オイルレッドは中性脂肪の染色用。
原理
脂質の染色は、溶液の物理的性質または吸着に関係すると考えられている。染料は凍結組織の脂質物質中では、元の溶媒中よりも高い溶解性を示す。そのため、染色中、色素は有機溶媒から脂質に移行し、脂質染色が生じる。
方法
1.凍結組織を6~10μmの厚さに切断し、蒸留水で短時間洗浄する。
2.組織を60%イソプロパノールで20~30秒間すすぐ。
3.オイルレッドO原液6mLと脱イオン水4mLでオイルレッドO作業溶液を調製する。よく混合し、10分間静置する。オイルレッドO作業溶液で5~10分間染色する。

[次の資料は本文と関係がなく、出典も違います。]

//! Interface method resolution.
//!
//! Given an interface method and the receiver SSA value of an
//! invoke-mode call, finds the concrete function implementing it. The
//! receiver is first walked down to its most concrete shape (peeling
//! interface conversions, type assertions, call returns and pointer
//! dereferences), then the method set of the concrete type is consulted.
//! All failures are non-fatal: the calling instruction is skipped.

use migoinfer_ssa::{
    FuncId, InstrKind, MethodSig, Program, TypeId, TypeKind, UnOpKind, ValueId,
};
use thiserror::Error;

#[derive(Debug, Error)]
pub enum LookupError {
    #[error("interface method is nil")]
    NilMethod,
    #[error("interface method is abstract")]
    AbstractMethod,
    #[error("missing method: {method} (type {ty} does not have method {method})")]
    MissingMethod { ty: String, method: String },
    #[error("type error: method {method} of {ty} has wrong type")]
    WrongMethodType { ty: String, method: String },
    #[error("unknown implementation of interface: {recv} (type: {ty})")]
    UnknownInvokeReceiver { recv: String, ty: String },
}

/// Finds the concrete implementation of `method` for the receiver value
/// `recv`.
pub fn lookup_method_impl(
    prog: &Program,
    method: &str,
    recv: ValueId,
) -> Result<FuncId, LookupError> {
    if method.is_empty() {
        return Err(LookupError::NilMethod);
    }
    let recv_ty = prog.value(recv).ty;

    let concrete = concrete_impl(prog, recv);
    let concrete_ty = prog.value(concrete).ty;

    // Static sanity check: the concrete type must carry every method of
    // the receiver interface with a compatible signature.
    if let Some(methods) = prog.types.interface_methods(recv_ty) {
        for sig in methods {
            match find_method(prog, concrete_ty, &sig.name) {
                Some(f) => {
                    if !signature_matches(prog, f, sig) {
                        return Err(LookupError::WrongMethodType {
                            ty: prog.types.render(concrete_ty),
                            method: sig.name.clone(),
                        });
                    }
                }
                None if prog.types.is_interface(concrete_ty) => {
                    // Receiver never left interface land; nothing more
                    // concrete to check against.
                }
                None => {
                    return Err(LookupError::MissingMethod {
                        ty: prog.types.render(concrete_ty),
                        method: sig.name.clone(),
                    })
                }
            }
        }
    } else if find_method(prog, recv_ty, method).is_none() {
        return Err(LookupError::MissingMethod {
            ty: prog.types.render(recv_ty),
            method: method.to_string(),
        });
    }

    if prog.types.is_interface(concrete_ty) {
        // Could not walk past the interface: dispatch stays abstract.
        return Err(LookupError::UnknownInvokeReceiver {
            recv: prog.value(recv).name.clone(),
            ty: prog.types.render(concrete_ty),
        });
    }
    find_method(prog, concrete_ty, method)
        .map(|f| concrete_method(prog, f, method))
        .ok_or(LookupError::AbstractMethod)
}

/// Chases synthetic wrapper methods down to the concrete method. A
/// wrapper is the forwarder shape produced for promoted methods of
/// embedded fields: its body performs no communication and delegates to
/// exactly one same-named method.
fn concrete_method(prog: &Program, f: FuncId, name: &str) -> FuncId {
    let mut current = f;
    let mut seen = vec![f];
    while let Some(next) = wrapper_target(prog, current, name) {
        if seen.contains(&next) {
            break;
        }
        seen.push(next);
        current = next;
    }
    current
}

/// The forwarding target of a wrapper body, if the method is one.
fn wrapper_target(prog: &Program, f: FuncId, name: &str) -> Option<FuncId> {
    let fun = prog.func(f);
    if !fun.has_body() {
        return None;
    }
    let mut target = None;
    for b in &fun.blocks {
        for i in &b.instrs {
            match &i.kind {
                InstrKind::Call(c) => {
                    if target.is_some() {
                        return None; // More than one call: not a forwarder.
                    }
                    target = static_callee(prog, c);
                }
                // Any observable action disqualifies a wrapper.
                InstrKind::Send { .. }
                | InstrKind::Select { .. }
                | InstrKind::MakeChan { .. }
                | InstrKind::Go(_)
                | InstrKind::UnOp { op: UnOpKind::Arrow, .. } => return None,
                _ => {}
            }
        }
    }
    let g = target?;
    let gf = prog.func(g);
    (g != f && gf.sig.recv.is_some() && gf.name == name).then_some(g)
}

/// Walks an SSA value to its most concrete shape.
fn concrete_impl(prog: &Program, v: ValueId) -> ValueId {
    match prog.def_instr(v).map(|i| i.kind.clone()) {
        Some(InstrKind::MakeInterface { x }) => concrete_impl(prog, x),
        Some(InstrKind::TypeAssert { x }) => concrete_impl(prog, x),
        Some(InstrKind::Call(call)) => {
            // Use the callee body's first return operand; only its type
            // matters.
            if let Some(f) = static_callee(prog, &call) {
                if prog.func(f).has_body() {
                    if let Some(r) = fn_body_retval(prog, f) {
                        return concrete_impl(prog, r);
                    }
                }
            }
            v
        }
        Some(InstrKind::UnOp { op: UnOpKind::Mul, x }) => {
            let ty = prog.value(v).ty;
            if prog.types.struct_fields(ty).is_some() {
                concrete_impl(prog, x)
            } else {
                v
            }
        }
        _ => v,
    }
}

fn static_callee(prog: &Program, call: &migoinfer_ssa::CallCommon) -> Option<FuncId> {
    match &call.callee {
        migoinfer_ssa::Callee::Value(v) => match &prog.value(*v).kind {
            migoinfer_ssa::ValueKind::Function(f) => Some(*f),
            _ => match prog.def_instr(*v).map(|i| &i.kind) {
                Some(InstrKind::MakeClosure { func, .. }) => Some(*func),
                _ => None,
            },
        },
        migoinfer_ssa::Callee::Invoke { .. } => None,
    }
}

/// First return operand of a function body.
fn fn_body_retval(prog: &Program, f: FuncId) -> Option<ValueId> {
    let mut retval = None;
    for b in &prog.func(f).blocks {
        for i in &b.instrs {
            if let InstrKind::Return { results } = &i.kind {
                if let Some(&r) = results.first() {
                    retval = Some(r);
                }
            }
        }
    }
    retval
}

/// Looks up a method on a type, normalising pointers and named types.
fn find_method(prog: &Program, ty: TypeId, name: &str) -> Option<FuncId> {
    if let Some(f) = prog.lookup_method(ty, name) {
        return Some(f);
    }
    // Pointer receiver or pointer value of a named type.
    if let TypeKind::Pointer { elem } = prog.types.kind(prog.types.underlying(ty)) {
        if let Some(f) = prog.lookup_method(*elem, name) {
            return Some(f);
        }
    }
    None
}

/// Compares a concrete method's signature against an interface method.
/// Receiver parameters are skipped on the concrete side.
fn signature_matches(prog: &Program, f: FuncId, sig: &MethodSig) -> bool {
    let fsig = &prog.func(f).sig;
    let skip = usize::from(fsig.recv.is_some());
    let params: Vec<TypeId> = fsig.params.iter().skip(skip).copied().collect();
    if params.len() != sig.params.len() || fsig.results.len() != sig.results.len() {
        return false;
    }
    params
        .iter()
        .zip(&sig.params)
        .all(|(&a, &b)| prog.types.identical(a, b))
        && fsig
            .results
            .iter()
            .zip(&sig.results)
            .all(|(&a, &b)| prog.types.identical(a, b))
}

#[cfg(test)]
mod tests {
    use super::*;
    use migoinfer_ssa::build;

    const IFACE: &str = "\
package main

type T struct { ch chan int }
type Sender interface { Send(int) }

func (t T) Send(x int):
0 entry:
    return

func main():
0 entry:
    t0 = alloc T
    t1 = load t0
    t2 = makeiface t1 : Sender
    invoke t2.Send(1:int)
    return
";

    #[test]
    fn resolves_through_interface_conversion() {
        let info = build::from_source(IFACE).build().unwrap();
        let prog = &info.prog;
        let main = prog.funcs.iter().find(|f| f.name == "main").unwrap();
        let t2 = main.blocks[0].instrs[2].result.unwrap();
        let f = lookup_method_impl(prog, "Send", t2).unwrap();
        assert_eq!("Send", prog.func(f).name);
    }

    #[test]
    fn resolves_through_type_assert() {
        let info = build::from_source(
            "package main\n\ntype T struct { ch chan int }\ntype Sender interface { Send(int) }\n\nfunc (t T) Send(x int):\n0 entry:\n    return\n\nfunc main():\n0 entry:\n    t0 = alloc T\n    t1 = load t0\n    t2 = makeiface t1 : Sender\n    t3 = typeassert t2 : T\n    t4 = makeiface t3 : Sender\n    invoke t4.Send(1:int)\n    return\n",
        )
        .build()
        .unwrap();
        let prog = &info.prog;
        let main = prog.funcs.iter().find(|f| f.name == "main").unwrap();
        let t4 = main.blocks[0].instrs[4].result.unwrap();
        assert!(lookup_method_impl(prog, "Send", t4).is_ok());
    }

    #[test]
    fn wrapper_method_chases_to_concrete() {
        // (Outer).Send is a promotion-style forwarder: it only extracts
        // the embedded field and delegates to (Inner).Send.
        let info = build::from_source(
            "package main\n\ntype Inner struct { ch chan int }\ntype Outer struct { in Inner }\ntype Sender interface { Send(int) }\n\nfunc (i Inner) Send(x int):\n0 entry:\n    t0 = fieldaddr i, 0\n    t1 = load t0\n    send t1, x\n    return\n\nfunc (o Outer) Send(x int):\n0 entry:\n    t0 = fieldaddr o, 0\n    t1 = load t0\n    call Inner.Send(t1, x)\n    return\n\nfunc main():\n0 entry:\n    t0 = alloc Outer\n    t1 = load t0\n    t2 = makeiface t1 : Sender\n    invoke t2.Send(1:int)\n    return\n",
        )
        .build()
        .unwrap();
        let prog = &info.prog;
        let main = prog.funcs.iter().find(|f| f.name == "main").unwrap();
        let t2 = main.blocks[0].instrs[2].result.unwrap();
        let f = lookup_method_impl(prog, "Send", t2).unwrap();
        let recv = prog.func(f).sig.recv.unwrap();
        assert_eq!("Inner", prog.types.render(recv));
    }

    #[test]
    fn missing_method_is_reported() {
        let info = build::from_source(
            "package main\n\ntype T struct { ch chan int }\ntype Sender interface { Send(int); Other() }\n\nfunc (t T) Send(x int):\n0 entry:\n    return\n\nfunc main():\n0 entry:\n    t0 = alloc T\n    t1 = load t0\n    t2 = makeiface t1 : Sender\n    invoke t2.Other()\n    return\n",
        )
        .build()
        .unwrap();
        let prog = &info.prog;
        let main = prog.funcs.iter().find(|f| f.name == "main").unwrap();
        let t2 = main.blocks[0].instrs[2].result.unwrap();
        assert!(matches!(
            lookup_method_impl(prog, "Other", t2),
            Err(LookupError::MissingMethod { .. })
        ));
    }

    #[test]
    fn wrong_method_type_is_reported() {
        let info = build::from_source(
            "package main\n\ntype T struct { ch chan int }\ntype Sender interface { Send(bool) }\n\nfunc (t T) Send(x int):\n0 entry:\n    return\n\nfunc main():\n0 entry:\n    t0 = alloc T\n    t1 = load t0\n    t2 = makeiface t1 : Sender\n    invoke t2.Send(true:bool)\n    return\n",
        )
        .build()
        .unwrap();
        let prog = &info.prog;
        let main = prog.funcs.iter().find(|f| f.name == "main").unwrap();
        let t2 = main.blocks[0].instrs[2].result.unwrap();
        assert!(matches!(
            lookup_method_impl(prog, "Send", t2),
            Err(LookupError::WrongMethodType { .. })
        ));
    }
}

4.60%イソプロパノールで数秒間すすぎ、余分な染色を除去する。蒸留水ですすぐ。
5.メイヤー・ヘマトキシリン溶液で核を染色する。
6.スライドを1%塩酸で数秒間、分化させる。
7.水道水または希釈炭酸リチウム溶液で10分間青色化する。周囲の余分な水分を取り除く。
8.アラビナンまたはグリセリンゼリーでマウントする。
注意
1.脂質は有機溶媒に溶けやすいので、脂質を表示するにはパラフィン組織ではなく凍結組織を染色する。
2.脂質染色に使用する凍結組織は、あまり薄すぎない方がよい。さもないと、脂質の含有量が失われてしまう。
3.メイヤー・ヘマトキシリンでの対染色時間は長すぎない方がよい。
4.染色はあまり長く続かないので、できるだけ早く観察し、写真を撮ること。